The following measures for clustering validation has been taught (Some in both Classification & Clustering):

  • TP, TN, FP, FN
  • Precision & Recall
  • Purity
  • Match
  • F-Measure
  • Jaccard
  • Rand Statistic
  • BetaCV
  • C-index
  • Silhouette

Some notes:

BetaCV

The BetaCV measure is a clustering evaluation metric that compares the average distance within clusters to the average distance between clusters. It is defined as:

\[betaCV = \frac{W}{B}\]

where $W$ is the average within-cluster distance and $B$ is the average between-cluster distance. The range of BetaCV measure is from 0 to infinity, where lower values indicate better clustering quality.
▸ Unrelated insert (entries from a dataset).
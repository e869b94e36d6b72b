//! Store configuration
//!
//! A `StoreConfig` is handed to every unit of work and read context; there is
//! no process-wide default.

use orders_core::errors::{ExError, ExErrorKind};
use orders_core_types::Sensitive;

use crate::errors::{configuration, Result};

/// Environment variable consulted by `StoreConfig::from_env`
pub const CONNECTION_STRING_ENV: &str = "ORDERS_CONNECTION_STRING";

/// Where the order store lives
///
/// The connection string is an SQLite path or `file:` URI. `:memory:` is
/// accepted, but every session opened from it sees its own empty database.
#[derive(Debug, Clone, PartialEq, Eq)]
pub struct StoreConfig {
    connection_string: Sensitive<String>,
}

impl StoreConfig {
    /// # Errors
    /// `InvalidArgument` if the connection string is empty or blank.
    pub fn new(connection_string: impl Into<String>) -> Result<Self> {
        let connection_string = connection_string.into();
        if connection_string.trim().is_empty() {
            return Err(ExError::new(ExErrorKind::InvalidArgument)
                .with_op("store_config")
                .with_field("connection_string")
                .with_message("Connection string must not be empty"));
        }
        Ok(Self {
            connection_string: Sensitive::new(connection_string),
        })
    }

    /// Read `ORDERS_CONNECTION_STRING`, loading `.env` first if present
    ///
    /// # Errors
    /// `Configuration` if the variable is unset, `InvalidArgument` if empty.
    pub fn from_env() -> Result<Self> {
        // A missing .env file is fine; the variable may come from the process env
        let _ = dotenvy::dotenv();
        let value = std::env::var(CONNECTION_STRING_ENV)
            .map_err(|_| configuration(&format!("{} is not set", CONNECTION_STRING_ENV)))?;
        Self::new(value)
    }

    pub fn connection_string(&self) -> &str {
        self.connection_string.expose()
    }

    pub fn is_in_memory(&self) -> bool {
        let cs = self.connection_string();
        cs == ":memory:" || cs.contains("mode=memory")
    }
}

#[cfg(test)]
mod tests {
    use super::*;

    #[test]
    fn test_empty_connection_string_rejected() {
        for bad in ["", "   "] {
            let err = StoreConfig::new(bad).unwrap_err();
            assert_eq!(err.kind(), ExErrorKind::InvalidArgument);
            assert_eq!(err.field(), Some("connection_string"));
        }
    }

    #[test]
    fn test_debug_redacts_connection_string() {
        let config = StoreConfig::new("/srv/orders/secret.db").unwrap();
        let rendered = format!("{:?}", config);
        assert!(!rendered.contains("secret.db"));
        assert_eq!(config.connection_string(), "/srv/orders/secret.db");
    }

    #[test]
    fn test_memory_detection() {
        assert!(StoreConfig::new(":memory:").unwrap().is_in_memory());
        assert!(StoreConfig::new("file:orders?mode=memory&cache=shared")
            .unwrap()
            .is_in_memory());
        assert!(!StoreConfig::new("orders.db").unwrap().is_in_memory());
    }
}
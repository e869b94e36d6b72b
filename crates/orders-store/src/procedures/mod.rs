//! Named read queries
//!
//! Each procedure is a parameterised query that can return several record
//! sets. Procedures only read; `ReadContext::execute` supplies the
//! transaction.

pub mod get_order_details_for_order_id;
pub mod get_orders_for_customer_id;

pub use get_order_details_for_order_id::{GetOrderDetailsForOrderId, OrderDetailsRecordSets};
pub use get_orders_for_customer_id::GetOrdersForCustomerId;

use rusqlite::Connection;

use crate::errors::Result;

pub trait StoredProcedure {
    /// The record sets the procedure returns
    type Output;

    fn name(&self) -> &'static str;

    fn execute(&self, conn: &Connection) -> Result<Self::Output>;
}

/// Collect every row of `sql` bound to a single parameter
pub(crate) fn query_set<T, P, F>(conn: &Connection, sql: &str, param: P, map: F) -> Result<Vec<T>>
where
    P: rusqlite::ToSql,
    F: FnMut(&rusqlite::Row<'_>) -> rusqlite::Result<T>,
{
    use crate::errors::from_rusqlite;

    let mut stmt = conn.prepare_cached(sql).map_err(from_rusqlite)?;
    let rows = stmt
        .query_map([param], map)
        .map_err(from_rusqlite)?
        .collect::<std::result::Result<Vec<_>, _>>()
        .map_err(from_rusqlite)?;
    Ok(rows)
}
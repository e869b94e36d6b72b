//! Structured logging for the order write and read paths
//!
//! - `init(profile)` installs the process subscriber once
//! - `log_op_start!`, `log_op_end!` and `log_op_error!` emit the canonical
//!   envelope (`component`, `op`, `event`, `duration_ms`)
//! - `test_capture` records events in memory so tests can assert on them
//!
//! ```rust
//! use orders_core::logging_facility::{init, Profile};
//!
//! init(Profile::Development);
//! ```

pub mod init;
pub mod macros;
pub mod test_capture;

pub use init::{elapsed_ms, init, Profile};
pub use test_capture::{init_test_capture, CapturedEvent, TestCapture};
A value of 0 means that all points are in the same cluster and have zero distance from each other. This can happen when all the points are in the same cluster and have zero distance from each other. In this case, the average within-cluster distance W is zero, and the average between-cluster distance B is undefined.

C-index

The C-index measure is a clustering evaluation metric that compares the average distance within clusters to the average distance between clusters. It is defined as:

\[C-Index = \frac{W - W_{min}}{W_{max} - W_{min}}\]

where W is the sum of the distances between pairs of points that belong to the same cluster, W_min is the minimum possible value of W, and W_max is the maximum possible value of W. The range of C-index measure is from 0 to 1, where lower values indicate better clustering quality.

The minimum value of C-index is 0, which means that W is equal to W_min. This can happen when the clusters are compact and well-separated, such that the distances within clusters are much smaller than the distances between clusters.

The maximum value of C-index is 1, which means that W is equal to W_max. This can happen when the clusters are dispersed and overlapping, such that the distances within clusters are much larger than the distances between clusters.